Through these submissions, we hope that Palestine emerges as a catalyzing force for an expanding historiographic radicalism: in analysis, in sources, in voices, and in purpose. We ask potential submissions to revisit the seemingly already concluded histories of Palestine’s many revolts, of movements, of negotiations and accords, and foreign policies and lobbies. Do these histories still hold?
These submissions can be in any form: essays, articles, reviews. We invite visual essays, archival notations, and artistic sketches.
[We welcome papers in English and Arabic]
Potential topics include (but are not limited to):
- Class and materialist histories of Palestine and Palestinians;
- Histories of Palestine before the late nineteenth century and its myriad connections (social, economic, political) to the broader Arab mashriq or beyond;
- Palestinian shatāts, especially beyond those most commonly studied, both before and after 1948;
- Histories of Palestine before the era of the British mandate;
- Histories of Gaza, both before and after 1948;
- Histories of Palestinian institutions & institution-building – educational, social, economic, archival, etc.

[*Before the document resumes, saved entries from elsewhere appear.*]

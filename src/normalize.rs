//! Data-driven entity normalization.
//!
//! Backends disagree on field names (`invoiceNumber` vs `invoiceNo`, nested
//! `customer.id` vs flat `customerId`) and on value types (ids as numbers,
//! amounts as strings). A [`Normalizer`] is an ordered list of
//! [`FieldRule`]s; each rule names the canonical field, its coercion
//! [`FieldKind`], and the source paths to try in priority order. The first
//! source holding a non-null value wins.
//!
//! The canonical name is always the first source, which makes
//! normalization idempotent: `normalize(normalize(x)) == normalize(x)`.

use chrono::{DateTime, NaiveDate};
use serde::de::DeserializeOwned;
use serde_json::{Map, Value};

use crate::Result;

/// Canonical date format.
const DATE_FORMAT: &str = "%Y-%m-%d";

/// Coercion applied to a field.
#[derive(Debug, Clone, Copy, PartialEq, Eq)]
pub enum FieldKind {
    /// String; absent → `""`.
    Text,
    /// String; absent or empty → `null`.
    OptionalText,
    /// Identifier coerced to string form; absent → `""`.
    Id,
    /// `Number(x ?? 0)`; unparseable strings → 0.
    Number,
    /// Boolean; absent → `false`.
    Bool,
    /// `YYYY-MM-DD`; absent → `null` (or today, for draft defaults).
    Date,
}

/// Dotted path into a raw document, e.g. `customer.id`.
#[derive(Debug, Clone, PartialEq, Eq)]
pub struct Accessor {
    path: Vec<String>,
}

impl Accessor {
    pub fn new(path: &str) -> Self {
        Self {
            path: path.split('.').map(str::to_string).collect(),
        }
    }

    /// Resolve against `raw`; `null` counts as absent.
    pub fn get<'a>(&self, raw: &'a Value) -> Option<&'a Value> {
        let mut current = raw;
        for part in &self.path {
            current = current.get(part)?;
        }
        (!current.is_null()).then_some(current)
    }
}

/// One canonical field with its ordered source candidates.
#[derive(Debug, Clone)]
pub struct FieldRule {
    name: String,
    kind: FieldKind,
    sources: Vec<Accessor>,
    draft_today: bool,
}

impl FieldRule {
    pub fn new(name: &str, kind: FieldKind) -> Self {
        Self {
            name: name.to_string(),
            kind,
            sources: vec![Accessor::new(name)],
            draft_today: false,
        }
    }

    pub fn text(name: &str) -> Self {
        Self::new(name, FieldKind::Text)
    }

    pub fn optional_text(name: &str) -> Self {
        Self::new(name, FieldKind::OptionalText)
    }

    pub fn id(name: &str) -> Self {
        Self::new(name, FieldKind::Id)
    }

    pub fn number(name: &str) -> Self {
        Self::new(name, FieldKind::Number)
    }

    pub fn boolean(name: &str) -> Self {
        Self::new(name, FieldKind::Bool)
    }

    pub fn date(name: &str) -> Self {
        Self::new(name, FieldKind::Date)
    }

    /// Add a fallback source path, tried after the ones already present.
    pub fn or(mut self, path: &str) -> Self {
        self.sources.push(Accessor::new(path));
        self
    }

    /// Default to today's date when building a draft for a new record.
    pub fn defaults_to_today(mut self) -> Self {
        self.draft_today = true;
        self
    }

    pub fn name(&self) -> &str {
        &self.name
    }

    pub fn kind(&self) -> FieldKind {
        self.kind
    }

    fn resolve<'a>(&self, raw: &'a Value) -> Option<&'a Value> {
        self.sources.iter().find_map(|s| s.get(raw))
    }

    fn coerce(&self, value: Option<&Value>, draft: bool) -> Value {
        match self.kind {
            FieldKind::Text => Value::String(value.map(text_of).unwrap_or_default()),
            FieldKind::OptionalText => match value.map(text_of) {
                Some(s) if !s.is_empty() => Value::String(s),
                _ => Value::Null,
            },
            FieldKind::Id => Value::String(value.map(id_of).unwrap_or_default()),
            FieldKind::Number => number_value(value.map(number_of).unwrap_or(0.0)),
            FieldKind::Bool => Value::Bool(value.is_some_and(bool_of)),
            FieldKind::Date => match value.and_then(date_of) {
                Some(date) => Value::String(date),
                None if draft && self.draft_today => Value::String(today()),
                None => Value::Null,
            },
        }
    }
}

/// Ordered set of field rules for one domain.
#[derive(Debug, Clone, Default)]
pub struct Normalizer {
    fields: Vec<FieldRule>,
}

impl Normalizer {
    pub fn new() -> Self {
        Self::default()
    }

    /// Append a field rule.
    pub fn field(mut self, rule: FieldRule) -> Self {
        self.fields.push(rule);
        self
    }

    pub fn fields(&self) -> &[FieldRule] {
        &self.fields
    }

    /// Normalize a persisted record. Missing dates become `null`.
    pub fn normalize(&self, raw: &Value) -> Value {
        self.normalize_with(raw, false)
    }

    /// Normalize a record being created: date fields marked
    /// [`defaults_to_today()`](FieldRule::defaults_to_today) fall back to
    /// the current date instead of `null`.
    pub fn normalize_draft(&self, raw: &Value) -> Value {
        self.normalize_with(raw, true)
    }

    /// Normalize every element of an array. Non-arrays yield an empty list.
    pub fn normalize_many(&self, raw: &Value) -> Vec<Value> {
        raw.as_array()
            .map(|items| items.iter().map(|item| self.normalize(item)).collect())
            .unwrap_or_default()
    }

    /// Normalize and decode into a typed entity.
    pub fn normalize_as<E: DeserializeOwned>(&self, raw: &Value) -> Result<E> {
        Ok(serde_json::from_value(self.normalize(raw))?)
    }

    /// Fill creation-time defaults into an outgoing payload.
    ///
    /// Only date fields marked `defaults_to_today` are touched, and only
    /// when the payload leaves them absent or blank.
    pub fn apply_creation_defaults(&self, payload: &mut Map<String, Value>) {
        for rule in self.fields.iter().filter(|r| r.draft_today) {
            let blank = match payload.get(&rule.name) {
                None | Some(Value::Null) => true,
                Some(Value::String(s)) => s.trim().is_empty(),
                Some(_) => false,
            };
            if blank {
                payload.insert(rule.name.clone(), Value::String(today()));
            }
        }
    }

    fn normalize_with(&self, raw: &Value, draft: bool) -> Value {
        let mut out = Map::new();
        for rule in &self.fields {
            out.insert(rule.name.clone(), rule.coerce(rule.resolve(raw), draft));
        }
        Value::Object(out)
    }
}

/// Today's local date as `YYYY-MM-DD`.
pub fn today() -> String {
    chrono::Local::now()
        .date_naive()
        .format(DATE_FORMAT)
        .to_string()
}

fn text_of(value: &Value) -> String {
    match value {
        Value::String(s) => s.clone(),
        Value::Number(_) => id_of(value),
        Value::Bool(b) => b.to_string(),
        _ => String::new(),
    }
}

fn id_of(value: &Value) -> String {
    match value {
        Value::String(s) => s.trim().to_string(),
        Value::Number(n) => match n.as_f64() {
            Some(f) if n.is_f64() && f.fract() == 0.0 && f.abs() < 9.0e15 => {
                format!("{}", f as i64)
            }
            _ => n.to_string(),
        },
        // Populated references: `{ "_id": "...", "name": "..." }`
        Value::Object(map) => map
            .get("_id")
            .or_else(|| map.get("id"))
            .map(id_of)
            .unwrap_or_default(),
        _ => String::new(),
    }
}

fn number_of(value: &Value) -> f64 {
    match value {
        Value::Number(n) => n.as_f64().unwrap_or(0.0),
        Value::String(s) => {
            let s = s.trim();
            if s.is_empty() {
                0.0
            } else {
                s.parse::<f64>().unwrap_or(0.0)
            }
        }
        Value::Bool(b) => f64::from(u8::from(*b)),
        _ => 0.0,
    }
}

fn number_value(f: f64) -> Value {
    if !f.is_finite() {
        return Value::from(0);
    }
    if f.fract() == 0.0 && f.abs() < 9.0e15 {
        Value::from(f as i64)
    } else {
        Value::from(f)
    }
}

fn bool_of(value: &Value) -> bool {
    match value {
        Value::Bool(b) => *b,
        Value::Number(n) => n.as_f64().is_some_and(|f| f != 0.0),
        Value::String(s) => matches!(s.trim().to_ascii_lowercase().as_str(), "true" | "1" | "yes"),
        _ => false,
    }
}

fn date_of(value: &Value) -> Option<String> {
    let s = value.as_str()?.trim();
    if s.is_empty() {
        return None;
    }
    if let Ok(dt) = DateTime::parse_from_rfc3339(s) {
        return Some(dt.date_naive().format(DATE_FORMAT).to_string());
    }
    if let Some(head) = s.get(..10) {
        if let Ok(date) = NaiveDate::parse_from_str(head, DATE_FORMAT) {
            return Some(date.format(DATE_FORMAT).to_string());
        }
    }
    // Unrecognised formats are kept verbatim rather than dropped.
    Some(s.to_string())
}

#[cfg(test)]
mod tests {
    use super::*;
    use serde_json::json;

    fn invoice_normalizer() -> Normalizer {
        Normalizer::new()
            .field(FieldRule::id("id").or("_id"))
            .field(FieldRule::text("invoiceNumber").or("invoiceNo"))
            .field(FieldRule::date("date").or("invoiceDate").defaults_to_today())
            .field(FieldRule::id("customerId").or("customer.id").or("customer._id"))
            .field(FieldRule::number("amount").or("total"))
            .field(FieldRule::boolean("isActive"))
            .field(FieldRule::optional_text("notes"))
    }

    #[test]
    fn first_non_null_source_wins() {
        let n = invoice_normalizer();
        let out = n.normalize(&json!({
            "_id": 42,
            "invoiceNumber": null,
            "invoiceNo": "INV-7",
            "customer": { "id": 9 },
            "total": "1500.50",
        }));
        assert_eq!(out["id"], json!("42"));
        assert_eq!(out["invoiceNumber"], json!("INV-7"));
        assert_eq!(out["customerId"], json!("9"));
        assert_eq!(out["amount"], json!(1500.5));
    }

    #[test]
    fn missing_fields_get_defaults() {
        let out = invoice_normalizer().normalize(&json!({}));
        assert_eq!(
            out,
            json!({
                "id": "",
                "invoiceNumber": "",
                "date": null,
                "customerId": "",
                "amount": 0,
                "isActive": false,
                "notes": null,
            })
        );
    }

    #[test]
    fn persisted_dates_never_default_to_today() {
        let n = invoice_normalizer();
        assert_eq!(n.normalize(&json!({ "date": "" }))["date"], Value::Null);
        assert_eq!(n.normalize_draft(&json!({ "date": "" }))["date"], json!(today()));
    }

    #[test]
    fn timestamps_are_cut_to_dates() {
        let n = invoice_normalizer();
        let out = n.normalize(&json!({ "invoiceDate": "2024-03-05T10:00:00.000Z" }));
        assert_eq!(out["date"], json!("2024-03-05"));
    }

    #[test]
    fn numbers_are_coerced() {
        let n = Normalizer::new().field(FieldRule::number("paid"));
        assert_eq!(n.normalize(&json!({ "paid": "abc" }))["paid"], json!(0));
        assert_eq!(n.normalize(&json!({ "paid": 5000.0 }))["paid"], json!(5000));
        assert_eq!(n.normalize(&json!({ "paid": true }))["paid"], json!(1));
    }

    #[test]
    fn populated_reference_ids_are_extracted() {
        let n = Normalizer::new().field(FieldRule::id("customerId").or("customer"));
        let out = n.normalize(&json!({ "customer": { "_id": "abc", "name": "X" } }));
        assert_eq!(out["customerId"], json!("abc"));
    }

    #[test]
    fn normalization_is_idempotent() {
        let n = invoice_normalizer();
        let inputs = [
            json!({}),
            json!({ "_id": 7, "invoiceNo": "A-1", "customer": { "_id": "c1" }, "total": "12" }),
            json!({ "id": "x", "date": "2024-01-31T23:00:00+00:00", "amount": 1.25, "notes": "" }),
            json!({ "isActive": "yes", "invoiceDate": "31/01/2024" }),
        ];
        for raw in inputs {
            let once = n.normalize(&raw);
            assert_eq!(n.normalize(&once), once, "not idempotent for {raw}");
        }
    }

    #[test]
    fn creation_defaults_fill_blank_dates_only() {
        let n = invoice_normalizer();
        let mut payload = Map::new();
        payload.insert("customerId".into(), json!("c1"));
        n.apply_creation_defaults(&mut payload);
        assert_eq!(payload["date"], json!(today()));
        assert!(!payload.contains_key("notes"));

        let mut dated = Map::new();
        dated.insert("date".into(), json!("2023-12-01"));
        n.apply_creation_defaults(&mut dated);
        assert_eq!(dated["date"], json!("2023-12-01"));
    }
}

- Reflections on the history of “Palestine Studies” as a discipline, including short essays on key texts;
- Critical re-thinkings and re-framings of key moments and ideas central to the framings of Palestine historiographies.

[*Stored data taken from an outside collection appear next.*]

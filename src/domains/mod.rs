//! The four back-office resource domains.
//!
//! Each submodule defines the typed entity, its normalizer (the ordered
//! field-name fallbacks the backend is known to use), create-time
//! validation, and a [`ResourceDescriptor`](crate::ResourceDescriptor).

pub mod customer_types;
pub mod invoices;
pub mod manpower_services;
pub mod visa_processing;

use std::fmt;
use std::str::FromStr;

use serde_json::{Map, Value};

pub use customer_types::CustomerType;
pub use invoices::Invoice;
pub use manpower_services::ManpowerService;
pub use visa_processing::VisaProcessingService;

use crate::{HermodError, Result};

/// Resource domain identifiers.
#[derive(Debug, Clone, Copy, PartialEq, Eq, Hash)]
pub enum Domain {
    CustomerTypes,
    ManpowerServices,
    Invoices,
    VisaProcessingServices,
}

impl Domain {
    pub const ALL: [Domain; 4] = [
        Domain::CustomerTypes,
        Domain::ManpowerServices,
        Domain::Invoices,
        Domain::VisaProcessingServices,
    ];

    /// Cache key root.
    pub fn name(&self) -> &'static str {
        match self {
            Domain::CustomerTypes => customer_types::DOMAIN,
            Domain::ManpowerServices => manpower_services::DOMAIN,
            Domain::Invoices => invoices::DOMAIN,
            Domain::VisaProcessingServices => visa_processing::DOMAIN,
        }
    }
}

impl fmt::Display for Domain {
    fn fmt(&self, f: &mut fmt::Formatter<'_>) -> fmt::Result {
        f.write_str(self.name())
    }
}

impl FromStr for Domain {
    type Err = HermodError;

    /// Accepts the key root (`customerTypes`) or the REST path segment
    /// (`customer-types`).
    fn from_str(s: &str) -> Result<Self> {
        let wanted = s.trim().trim_start_matches('/').replace('-', "").to_lowercase();
        Domain::ALL
            .into_iter()
            .find(|d| d.name().to_lowercase() == wanted)
            .or(match wanted.as_str() {
                "visaprocessing" | "visas" => Some(Domain::VisaProcessingServices),
                _ => None,
            })
            .ok_or_else(|| HermodError::Configuration(format!("unknown domain: {s}")))
    }
}

fn text_field<'a>(body: &'a Map<String, Value>, field: &str) -> Option<&'a str> {
    body.get(field)
        .and_then(Value::as_str)
        .map(str::trim)
        .filter(|s| !s.is_empty())
}

fn number_field(body: &Map<String, Value>, field: &str) -> Option<f64> {
    match body.get(field)? {
        Value::Number(n) => n.as_f64(),
        Value::String(s) => s.trim().parse().ok(),
        _ => None,
    }
}

/// `field` must be a non-blank string.
pub(crate) fn require_text(body: &Map<String, Value>, field: &str, label: &str) -> Result<()> {
    match text_field(body, field) {
        Some(_) => Ok(()),
        None => Err(HermodError::Validation(format!("{label} is required"))),
    }
}

/// `field` must be a number (or numeric string) greater than zero.
pub(crate) fn require_positive(body: &Map<String, Value>, field: &str, label: &str) -> Result<()> {
    match number_field(body, field) {
        Some(n) if n > 0.0 => Ok(()),
        _ => Err(HermodError::Validation(format!(
            "{label} must be greater than zero"
        ))),
    }
}

/// `field`, when present, must not be negative.
pub(crate) fn reject_negative(body: &Map<String, Value>, field: &str, label: &str) -> Result<()> {
    match number_field(body, field) {
        Some(n) if n < 0.0 => Err(HermodError::Validation(format!(
            "{label} cannot be negative"
        ))),
        _ => Ok(()),
    }
}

RHR publishes material in a variety of forms. We welcome submissions that use images as well as text. In addition to conventional research articles, we encourage submissions to the various departments, including Historians at Work; Teaching Radical History; Public History; Interviews; and (Re)Views. We especially encourage contributors to explore the possibility of supplementing their submissions with complementary pieces that may be published on The Abusable Past, RHR’s digital platform.
Procedure for submission of material:
By November 30, 2025, please submit a 1-2 page abstract summarizing the material you wish to submit to our online journal management system, ScholarOne. To begin with ScholarOne, sign in or create an account at https://mc04.manuscriptcentral.com/dup-rhr. After signing in, select “Author” from the menu up top, and click “Begin Submission” or “Start New Submission.” Please include “Issue 159” in addition to the rest of your proposal title the “Title” field when filling in the form that follows. Upload a Word or PDF document, including any images within the document. After uploading your file, select “Proposal” as the submission type and follow the on-screen instructions. Feel free to write to the journal’s managing editor at contactrhr@gmail.com if you encounter any technical difficulties or have any other questions about the process.
By January 15, 2026, authors will be notified whether they should submit a full version of their article for further consideration. The due date for completed submissions is expected to be in April 2026. Those submissions selected for publication will be included in issue 159 of the Radical History Review, scheduled to appear in October 2027.